ECON 416 Time Series Analysis
The class covers the theory behind a variety of topics in time series econometrics, and introduces the student to a large number of time series applications. Class exposition is evenly divided between theory and applications, but applications are given priority in assignements and exams. After a brief review of statistical and econometric basics, we discuss the use of difference equations and lag operators. Stationary ARMA models are covered in great detail, and so are ARCH, GARCH, and VAR techniques. The student is also exposed to nonstationary time series, unit roots, and ARIMA models. The class ends with discussions on cointegration and forecasting.
ECON 418 Game Theory
The course covers the analysis of strategic behaviors in everyday life. Most of the times, people and firms are in competition and have to behave strategically to maintain their best interests. Behaving strategically means that an agent must accept other’s existence and consider their decisions as well when deciding. Our best interest may harm others whom we are living with. The merit is to find a (the) best solution maximizing the utility under given conditions.
IE 334 Quality Assurance and Reliability
Quality concept, historical development of quality, quality costs, statistical data analyses, introduction to six sigma, problem solving tools, control charts for variables, control charts for attributes, process capability analysis, measurement system analysis, reliability analysis.
IE 338 Stochastic Models in Manufacturing Systems
This course deals with the following topics: Models of manufacturing systems, including transfer lines and flexible manufacturing systems; Calculation of performance measures, including throughput, inprocess inventory, and meeting production commitments; Realtime control of scheduling; Effects of machine failure, setups, and other disruptions on system performance.
IE 342 Decision Theory
This course is one of the basic sections of Operations Research, which studies a rational process for selecting the best of several alternatives. The “goodness” of a selected alternative depends on the quality of the data used in describing the decision situation. From this standpoint, a decisionmaking process can fall into one of three categories. 1. Decisionmaking under uncertainty in which the data cannot be assigned relative weights that represent their degree of relevance in the decision process. 2. Decisionmaking under risk in which the data can be described by probability distributions. 3. Decisionmaking under certainty in which the data are known deterministically. 4. Decision making in multicriteria environment. The main subjects of the course are the decision situation, decision rule, decision trees, information and the cost of additional information, utility theory, multiobjective problems, solution notions for such problems and methods for calculations efficient solutions for multiobjective problems, goal programming and the methods of analyzing solutions for goal programming problems.

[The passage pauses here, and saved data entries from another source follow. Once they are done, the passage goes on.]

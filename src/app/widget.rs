//! Widget capability trait.
//!
//! A widget is whatever a plugin contributes to a shell region. The trait is
//! a set of optional hooks rather than a hierarchy; concrete widgets
//! implement only what they need. Lifecycle hooks fire from the layout when
//! ownership changes, never from plugin code directly.

use serde_json::Value;

use super::layout::Region;
use crate::core::event::InputEvent;

pub trait Widget {
    /// Stable identifier, used for layout persistence and focus scopes.
    fn id(&self) -> &str;

    fn title(&self) -> &str {
        self.id()
    }

    fn focusable(&self) -> bool {
        true
    }

    /// Rows this widget wants when stacked in a shared region. Zero means
    /// take whatever space remains.
    fn preferred_height(&self) -> u16 {
        1
    }

    fn on_attach(&mut self, region: Region) {
        let _ = region;
    }

    fn on_detach(&mut self) {}

    fn on_activate(&mut self) {}

    fn on_resize(&mut self, width: u16, height: u16) {
        let _ = (width, height);
    }

    fn handle_input(&mut self, event: &InputEvent) -> EventResult {
        let _ = event;
        EventResult::Ignored
    }

    #[cfg(feature = "tui")]
    fn render(&mut self, frame: &mut ratatui::Frame, area: ratatui::layout::Rect) {
        let _ = (frame, area);
    }
}

#[derive(Debug, Clone, PartialEq)]
pub enum EventResult {
    Consumed,
    Ignored,
    /// The widget asks the shell to run a command on its behalf. Widgets
    /// never call other plugins' handlers directly.
    Command { id: String, args: Value },
}

impl EventResult {
    pub fn command(id: impl Into<String>) -> Self {
        EventResult::Command {
            id: id.into(),
            args: Value::Null,
        }
    }

    pub fn command_with_args(id: impl Into<String>, args: Value) -> Self {
        EventResult::Command {
            id: id.into(),
            args,
        }
    }

    pub fn is_consumed(&self) -> bool {
        !matches!(self, EventResult::Ignored)
    }

    pub fn is_ignored(&self) -> bool {
        matches!(self, EventResult::Ignored)
    }
}
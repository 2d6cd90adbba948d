//! Core framework: tokens, services, plugins, commands, keybindings.

pub mod command;
pub mod event;
pub mod keymap;
pub mod plugin;
pub mod service;
pub mod token;

pub use command::{Command, CommandError, CommandFuture, CommandHandle, CommandRegistry};
pub use event::{InputEvent, Key};
pub use keymap::{KeyBinding, KeyLookup, Keymap};
pub use plugin::{
    ActivateFuture, ActivateResult, PluginDescriptor, PluginError, PluginRegistry, PluginState,
    ProvidedService,
};
pub use service::{ServiceError, ServiceRegistry};
pub use token::{RawToken, Token};
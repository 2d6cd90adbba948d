//! Terminal runtime (crossterm + ratatui).
//!
//! Kept apart from `core`/`app` so the headless shell can back other
//! frontends without dragging in terminal crates.

pub mod runloop;
pub mod terminal_guard;

pub use runloop::run;
pub use terminal_guard::{TerminalGuard, TerminalRestorer};
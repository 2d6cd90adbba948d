//! Document synchronization interface.
//!
//! The shell treats document sync as an opaque token-addressed service:
//! open a path, receive a shared handle, observe change notifications. The
//! synchronization transport behind the trait is somebody else's problem;
//! the in-memory store here backs tests and the built-in plugin.

use std::cell::{Cell, RefCell};
use std::path::{Path, PathBuf};
use std::rc::Rc;
use std::sync::mpsc::{self, Receiver, Sender};
use std::sync::OnceLock;

use rustc_hash::FxHashMap;

use crate::core::Token;

pub type Result<T> = std::result::Result<T, DocumentError>;

#[derive(Debug)]
pub enum DocumentError {
    Unavailable(String),
}

impl std::fmt::Display for DocumentError {
    fn fmt(&self, f: &mut std::fmt::Formatter<'_>) -> std::fmt::Result {
        match self {
            DocumentError::Unavailable(reason) => {
                write!(f, "document service unavailable: {}", reason)
            }
        }
    }
}

impl std::error::Error for DocumentError {}

#[derive(Debug, Clone, PartialEq, Eq)]
pub struct DocumentChange {
    pub path: PathBuf,
    pub revision: u64,
}

struct ChangeFanout {
    senders: RefCell<Vec<Sender<DocumentChange>>>,
}

impl ChangeFanout {
    fn new() -> Self {
        Self {
            senders: RefCell::new(Vec::new()),
        }
    }

    fn subscribe(&self) -> Receiver<DocumentChange> {
        let (tx, rx) = mpsc::channel();
        self.senders.borrow_mut().push(tx);
        rx
    }

    fn broadcast(&self, change: DocumentChange) {
        self.senders
            .borrow_mut()
            .retain(|sender| sender.send(change.clone()).is_ok());
    }
}

/// Handle to one shared document. Edits bump the revision and notify every
/// subscriber of the owning store.
pub struct SharedDocument {
    path: PathBuf,
    text: RefCell<String>,
    revision: Cell<u64>,
    fanout: Rc<ChangeFanout>,
}

impl SharedDocument {
    pub fn path(&self) -> &Path {
        &self.path
    }

    pub fn text(&self) -> String {
        self.text.borrow().clone()
    }

    pub fn revision(&self) -> u64 {
        self.revision.get()
    }

    pub fn apply(&self, text: String) {
        *self.text.borrow_mut() = text;
        let revision = self.revision.get() + 1;
        self.revision.set(revision);
        self.fanout.broadcast(DocumentChange {
            path: self.path.clone(),
            revision,
        });
    }
}

pub trait DocumentSync {
    /// Opens the document at `path`, creating a shared handle on first use.
    fn open(&self, path: &Path) -> Result<Rc<SharedDocument>>;

    /// Stream of change notifications across every open document.
    fn subscribe(&self) -> Receiver<DocumentChange>;
}

/// Sized wrapper stored in the service registry; consumers resolve this and
/// stay ignorant of the concrete transport.
pub struct DocumentService {
    inner: Rc<dyn DocumentSync>,
}

impl DocumentService {
    pub fn new(inner: Rc<dyn DocumentSync>) -> Self {
        Self { inner }
    }

    pub fn open(&self, path: &Path) -> Result<Rc<SharedDocument>> {
        self.inner.open(path)
    }

    pub fn subscribe(&self) -> Receiver<DocumentChange> {
        self.inner.subscribe()
    }
}

/// Single-process store: good enough for tests and for running the shell
/// without a collaboration backend.
pub struct InMemoryDocumentStore {
    docs: RefCell<FxHashMap<PathBuf, Rc<SharedDocument>>>,
    fanout: Rc<ChangeFanout>,
}

impl InMemoryDocumentStore {
    pub fn new() -> Self {
        Self {
            docs: RefCell::new(FxHashMap::default()),
            fanout: Rc::new(ChangeFanout::new()),
        }
    }
}

impl Default for InMemoryDocumentStore {
    fn default() -> Self {
        Self::new()
    }
}

impl DocumentSync for InMemoryDocumentStore {
    fn open(&self, path: &Path) -> Result<Rc<SharedDocument>> {
        let mut docs = self.docs.borrow_mut();
        let doc = docs.entry(path.to_path_buf()).or_insert_with(|| {
            tracing::debug!(path = %path.display(), "document opened");
            Rc::new(SharedDocument {
                path: path.to_path_buf(),
                text: RefCell::new(String::new()),
                revision: Cell::new(0),
                fanout: Rc::clone(&self.fanout),
            })
        });
        Ok(Rc::clone(doc))
    }

    fn subscribe(&self) -> Receiver<DocumentChange> {
        self.fanout.subscribe()
    }
}

/// Well-known token the shell and extensions use to locate document sync.
pub fn document_token() -> &'static Token<DocumentService> {
    static TOKEN: OnceLock<Token<DocumentService>> = OnceLock::new();
    TOKEN.get_or_init(|| Token::new("atelier:documents"))
}
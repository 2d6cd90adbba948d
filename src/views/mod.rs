//! TUI widgets contributed by the built-in plugins.

pub mod log_console;
pub mod palette;
pub mod status_bar;
pub mod welcome;

pub use log_console::LogConsoleView;
pub use palette::PaletteView;
pub use status_bar::{StatusBarView, StatusModel};
pub use welcome::WelcomeView;
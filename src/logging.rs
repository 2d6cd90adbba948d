//! Tracing setup: rolled log files plus a channel feed for the log console.

use std::io::{self, Write};
use std::path::PathBuf;
use std::sync::mpsc::{self, Receiver, Sender};

use tracing_appender::non_blocking::{NonBlocking, WorkerGuard};
use tracing_subscriber::fmt::MakeWriter;
use tracing_subscriber::layer::SubscriberExt;
use tracing_subscriber::util::SubscriberInitExt;
use tracing_subscriber::EnvFilter;

pub struct LoggingGuard {
    _guard: WorkerGuard,
    log_dir: PathBuf,
    log_rx: Option<Receiver<String>>,
}

impl LoggingGuard {
    pub fn log_dir(&self) -> &std::path::Path {
        &self.log_dir
    }

    /// Receiver of formatted log lines, consumed once by the log console.
    pub fn take_log_rx(&mut self) -> Option<Receiver<String>> {
        self.log_rx.take()
    }
}

/// Forwards complete lines into the channel, holding back partial ones
/// until more bytes arrive or the writer drops.
struct ChannelWriter {
    buf: Vec<u8>,
    tx: Sender<String>,
}

impl ChannelWriter {
    fn new(tx: Sender<String>) -> Self {
        Self {
            buf: Vec::with_capacity(256),
            tx,
        }
    }

    fn drain_lines(&mut self) {
        while let Some(pos) = self.buf.iter().position(|b| *b == b'\n') {
            let line: Vec<u8> = self.buf.drain(..=pos).collect();
            let text = String::from_utf8_lossy(&line[..line.len() - 1]);
            if !text.is_empty() {
                let _ = self.tx.send(text.into_owned());
            }
        }
    }
}

impl Write for ChannelWriter {
    fn write(&mut self, buf: &[u8]) -> io::Result<usize> {
        self.buf.extend_from_slice(buf);
        self.drain_lines();
        Ok(buf.len())
    }

    fn flush(&mut self) -> io::Result<()> {
        Ok(())
    }
}

impl Drop for ChannelWriter {
    fn drop(&mut self) {
        if self.buf.is_empty() {
            return;
        }
        let text = String::from_utf8_lossy(&self.buf);
        for line in text.lines() {
            let _ = self.tx.send(line.to_string());
        }
    }
}

#[derive(Clone)]
struct TeeMakeWriter {
    file: NonBlocking,
    tx: Sender<String>,
}

struct TeeWriter {
    file: NonBlocking,
    channel: ChannelWriter,
}

impl<'a> MakeWriter<'a> for TeeMakeWriter {
    type Writer = TeeWriter;

    fn make_writer(&'a self) -> Self::Writer {
        TeeWriter {
            file: self.file.make_writer(),
            channel: ChannelWriter::new(self.tx.clone()),
        }
    }
}

impl Write for TeeWriter {
    fn write(&mut self, buf: &[u8]) -> io::Result<usize> {
        let n = self.file.write(buf)?;
        let _ = self.channel.write_all(&buf[..n]);
        Ok(n)
    }

    fn flush(&mut self) -> io::Result<()> {
        self.file.flush()?;
        self.channel.flush()?;
        Ok(())
    }
}

fn default_log_dir() -> io::Result<PathBuf> {
    let dir = match std::env::var_os("ATELIER_LOG_DIR") {
        Some(dir) => PathBuf::from(dir),
        None => std::env::temp_dir().join("atelier").join("logs"),
    };
    std::fs::create_dir_all(&dir)?;
    Ok(dir)
}

pub fn init() -> Option<LoggingGuard> {
    let log_dir = default_log_dir().ok()?;

    let file_appender = tracing_appender::rolling::daily(&log_dir, "atelier.log");
    let (non_blocking, guard) = tracing_appender::non_blocking(file_appender);
    let (log_tx, log_rx) = mpsc::channel::<String>();
    let writer = TeeMakeWriter {
        file: non_blocking,
        tx: log_tx,
    };

    let env_filter =
        EnvFilter::try_from_default_env().unwrap_or_else(|_| EnvFilter::new("atelier=info"));

    let subscriber = tracing_subscriber::registry().with(env_filter).with(
        tracing_subscriber::fmt::layer()
            .with_writer(writer)
            .with_ansi(false)
            .with_target(true),
    );

    if subscriber.try_init().is_err() {
        return None;
    }

    std::panic::set_hook(Box::new(|panic_info| {
        tracing::error!(panic = %panic_info, "panic");
    }));

    tracing::info!(log_dir = %log_dir.display(), "tracing initialized");

    Some(LoggingGuard {
        _guard: guard,
        log_dir,
        log_rx: Some(log_rx),
    })
}
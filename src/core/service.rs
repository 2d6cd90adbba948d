//! Service registry: singleton values keyed by capability token.
//!
//! The registry holds the sole owning reference to every service; consumers
//! resolve shared handles through typed tokens and never re-register them.
//! Registration here is a plain map insert, activation ordering lives in the
//! plugin registry.

use std::any::Any;
use std::rc::Rc;

use rustc_hash::FxHashMap;

use super::token::{RawToken, Token};

pub type Result<T> = std::result::Result<T, ServiceError>;

#[derive(Debug)]
pub enum ServiceError {
    NotFound(String),
    AlreadyRegistered(String),
}

impl std::fmt::Display for ServiceError {
    fn fmt(&self, f: &mut std::fmt::Formatter<'_>) -> std::fmt::Result {
        match self {
            ServiceError::NotFound(name) => write!(f, "no service registered for token: {}", name),
            ServiceError::AlreadyRegistered(name) => {
                write!(f, "token already has a provider: {}", name)
            }
        }
    }
}

impl std::error::Error for ServiceError {}

struct ServiceEntry {
    token: RawToken,
    service: Rc<dyn Any>,
}

pub struct ServiceRegistry {
    services: FxHashMap<u64, ServiceEntry>,
}

impl ServiceRegistry {
    pub fn new() -> Self {
        Self {
            services: FxHashMap::default(),
        }
    }

    pub fn register<T: 'static>(&mut self, token: &Token<T>, service: Rc<T>) -> Result<()> {
        self.register_raw(token.raw().clone(), service)
    }

    /// Type-erased registration path used by the activation driver, which
    /// receives services as `Rc<dyn Any>` from plugin activation.
    pub fn register_raw(&mut self, token: RawToken, service: Rc<dyn Any>) -> Result<()> {
        if self.services.contains_key(&token.id()) {
            return Err(ServiceError::AlreadyRegistered(token.name().to_string()));
        }

        tracing::debug!(token = token.name(), "service registered");
        self.services
            .insert(token.id(), ServiceEntry { token, service });
        Ok(())
    }

    /// Resolves a required dependency. Callers holding an optional token
    /// should use [`try_get`](Self::try_get) instead.
    pub fn get<T: 'static>(&self, token: &Token<T>) -> Result<Rc<T>> {
        self.try_get(token)
            .ok_or_else(|| ServiceError::NotFound(token.name().to_string()))
    }

    pub fn try_get<T: 'static>(&self, token: &Token<T>) -> Option<Rc<T>> {
        self.services
            .get(&token.raw().id())
            .and_then(|entry| entry.service.clone().downcast::<T>().ok())
    }

    pub fn has<T: ?Sized>(&self, token: &Token<T>) -> bool {
        self.has_raw(token.raw())
    }

    pub fn has_raw(&self, token: &RawToken) -> bool {
        self.services.contains_key(&token.id())
    }

    pub fn len(&self) -> usize {
        self.services.len()
    }

    pub fn is_empty(&self) -> bool {
        self.services.is_empty()
    }

    pub fn tokens(&self) -> impl Iterator<Item = &RawToken> {
        self.services.values().map(|entry| &entry.token)
    }
}

impl Default for ServiceRegistry {
    fn default() -> Self {
        Self::new()
    }
}
use std::io;
use std::path::PathBuf;
use std::rc::Rc;

use atelier::app::AppShell;
use atelier::builtin::{self, BuiltinOptions};
use atelier::logging;
use atelier::services::config::config_token;

fn state_dir() -> PathBuf {
    match std::env::var_os("ATELIER_STATE_DIR") {
        Some(dir) => PathBuf::from(dir),
        None => std::env::temp_dir().join("atelier"),
    }
}

fn main() -> io::Result<()> {
    let mut logging_guard = logging::init();
    let log_rx = logging_guard.as_mut().and_then(|guard| guard.take_log_rx());

    let config_path = std::env::var_os("ATELIER_CONFIG")
        .map(PathBuf::from)
        .or_else(|| Some(state_dir().join("workbench.json")));
    let state_path = state_dir().join("layout.json");

    let shell = Rc::new(AppShell::new());
    let descriptors = builtin::plugins(BuiltinOptions {
        shell: Rc::downgrade(&shell),
        log_rx,
        config_path,
        state_path: Some(state_path.clone()),
    });
    shell.register_plugins(descriptors).map_err(io::Error::other)?;

    let runtime = tokio::runtime::Builder::new_current_thread()
        .enable_time()
        .build()?;
    runtime.block_on(shell.start()).map_err(io::Error::other)?;

    let restore = shell
        .try_service(config_token())
        .map(|config| config.restore_layout())
        .unwrap_or(false);
    if restore && state_path.exists() {
        if let Err(err) = runtime.block_on(
            shell
                .commands()
                .execute("layout:restore", serde_json::Value::Null),
        ) {
            tracing::warn!(error = %err, "layout restore failed");
        }
    }

    atelier::tui::run(&shell, &runtime)?;

    if let Err(err) = runtime.block_on(
        shell
            .commands()
            .execute("layout:save", serde_json::Value::Null),
    ) {
        tracing::warn!(error = %err, "layout save on exit failed");
    }
    Ok(())
}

IE 354 Combinatorial Optimization
The course covers a broad range of topics in combinatorial modeling and the systematic analysis. The topics include basic counting rules, generating functions, recurrence relations, some famous combinatorial optimization problems and related mathematical techniques.
IE 357 Special Topics in Optimization
In this course, students will have the chance to learn certain optimization subjects, methods and models which are not covered in compulsory courses. At the end students will also have the chance to learn applications of these models and methods.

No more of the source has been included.